Tie-Dye’s Long, Strange Trip From Ancient China to 21st-Century Streetwear

Psychedelic style.

 

As one of 2020’s hottest streetwear brands, Online Ceramics is a bit of an odd duck. Founded by a couple of Grateful Dead–loving art students in 2016, the company makes T-shirts incorporating the band’s famous iconography: fuzzy bears, skeletons, and, of course, tie-dye.

Along with love beads, sandals, and military jackets embellished with peace signs, tie-dye is one of the most indelible symbols of 1960s hippie style. Despite its close association with Jerry Garcia, VW microbuses, and the Summer of Love, tie-dye is neither a Western invention nor a product of the 1960s. Its history is far longer, more diverse, and wider reaching.

Tie-dye has been around for hundreds, if not thousands, of years, but it’s never been as much a part of high fashion as it is right now. A quick look at SSENSE, the Montreal-based fashion retailer known for its diverse offerings from avant-garde designers, reveals dozens of pieces dyed in this unmistakable style, from Issey Miyake socks to Moncler down jackets. Ditto, Mr. Porter, the British e-tailer, which offers tie-dyed selections from Off-White, Versace, and many other brands in a range of psychedelic colours and patterns.

 

 

Tie-dye’s current popularity references the 1960s, of course (as well as a brief resurgence within rave culture in the 1990s), but it also offers a hint to the technique’s deeper roots in textile traditions around the world. At Post-Imperial, a New York–based menswear brand with roots in Nigeria, fabric for shirts and accessories is treated in an indigenous West African dying style called adire. Applying wax to textiles before dipping them in dye, Post-Imperial’s Nigerian artisan dyers achieve an expressive array of colours and patterns that are transformed into clothing in the brand’s New York City workshop.

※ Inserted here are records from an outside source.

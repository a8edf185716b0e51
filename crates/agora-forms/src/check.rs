//! Definition checks
//!
//! Structural problems a builder can leave behind. Nothing here mutates the
//! definition; cleanup is the caller's call.

use std::collections::HashSet;

use serde::{Deserialize, Serialize};

use crate::domain::{FormDefinition, FormField};
use crate::{FormsError, Result};

#[derive(Clone, Copy, Debug, PartialEq, Eq, Serialize, Deserialize)]
#[serde(rename_all = "lowercase")]
pub enum Severity {
    Error,
    Warning,
}

#[derive(Clone, Debug, PartialEq, Eq, Serialize, Deserialize)]
#[serde(rename_all = "camelCase")]
pub struct DefinitionIssue {
    pub severity: Severity,
    #[serde(default, skip_serializing_if = "Option::is_none")]
    pub field_id: Option<String>,
    pub message: String,
}

impl DefinitionIssue {
    fn error(field: Option<&FormField>, message: String) -> Self {
        Self {
            severity: Severity::Error,
            field_id: field.map(|f| f.id.clone()),
            message,
        }
    }

    fn warning(field: Option<&FormField>, message: String) -> Self {
        Self {
            severity: Severity::Warning,
            field_id: field.map(|f| f.id.clone()),
            message,
        }
    }

    pub fn is_error(&self) -> bool {
        self.severity == Severity::Error
    }
}

impl std::fmt::Display for DefinitionIssue {
    fn fmt(&self, f: &mut std::fmt::Formatter<'_>) -> std::fmt::Result {
        match &self.field_id {
            Some(id) => write!(f, "{id}: {}", self.message),
            None => f.write_str(&self.message),
        }
    }
}

/// Every issue in `form`, errors and warnings, in form order.
pub fn check(form: &FormDefinition) -> Vec<DefinitionIssue> {
    let mut issues = Vec::new();

    let mut section_ids = HashSet::new();
    for section in &form.sections {
        if !section_ids.insert(section.id.as_str()) {
            issues.push(DefinitionIssue::error(None, format!("duplicate section id `{}`", section.id)));
        }
        if section.title.trim().is_empty() {
            issues.push(DefinitionIssue::warning(None, format!("section `{}` has no title", section.id)));
        }
    }

    let mut field_ids = HashSet::new();
    for field in form.fields() {
        if !field_ids.insert(field.id.as_str()) {
            issues.push(DefinitionIssue::error(Some(field), format!("duplicate field id `{}`", field.id)));
        }
    }

    for field in form.fields() {
        if let Some(watched) = field.watches() {
            if watched == field.id {
                issues.push(DefinitionIssue::error(Some(field), "rule watches its own field".into()));
            } else if !field_ids.contains(watched) {
                issues.push(DefinitionIssue::error(
                    Some(field),
                    format!("rule watches missing field `{watched}`"),
                ));
            }
        }
        if field.label.trim().is_empty() {
            issues.push(DefinitionIssue::warning(Some(field), "field has no label".into()));
        }
        if field.field_type.is_choice() && field.options().is_empty() {
            issues.push(DefinitionIssue::warning(
                Some(field),
                format!("{} field has no options", field.field_type),
            ));
        }
        if let Some(validation) = &field.validation {
            if let (Some(min), Some(max)) = (validation.min, validation.max) {
                if min > max {
                    issues.push(DefinitionIssue::warning(Some(field), format!("min {min} exceeds max {max}")));
                }
            }
            if let Some(pattern) = &validation.pattern {
                if let Err(e) = regex::Regex::new(pattern) {
                    issues.push(DefinitionIssue::warning(Some(field), format!("invalid pattern: {e}")));
                }
            }
        }
    }

    issues
}

/// Fail on errors; hand back the warnings otherwise.
pub fn ensure_valid(form: &FormDefinition) -> Result<Vec<DefinitionIssue>> {
    let (errors, warnings): (Vec<_>, Vec<_>) = check(form).into_iter().partition(DefinitionIssue::is_error);
    if errors.is_empty() {
        return Ok(warnings);
    }
    let summary = errors.iter().map(ToString::to_string).collect::<Vec<_>>().join("; ");
    Err(FormsError::InvalidDefinition(summary))
}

At Blue Blue Japan, a Japanese brand specializing in the traditional art of indigo dying, another form of tie-dye is on display in its denim jackets, jeans, and tops created using the shibori method. Shibori, practised in Japan since the eighth century (and possibly much earlier) is a highly evolved and specialized form of dying with a number of distinct techniques. Interestingly, while shibori has evolved in Japan for centuries, there are indications that the art of tie-dying (much like noodles and written kanji characters) may have originated in China.

As tie-dying spread around the globe over the centuries (there are also examples found in the textile traditions of South America), it evolved and adapted based on the materials and cultures of each place it landed. This was nowhere more evident than in the United States in the 1960s, where shibori and adire became anglicized to “tie-dye” and began to take hold in that era’s famous counterculture. Whether brought back by Peace Corps volunteers from West Africa or discovered by backpackers on their travels through Asia, there’s no mystery to tie-dye’s appeal. With its perfect mix of eastern influences and DIY sensibility, psychedelic patterns and bright colours, it was tailor made for a scene that emphasized all of these things. It was, basically, a contrast to preppy gingham and seersucker. Some 50 years after it arrived on this continent, tie-dye’s unique visual appeal remains undiminished. Its connotations of rebellion, drugs, and music, however, are just as potent.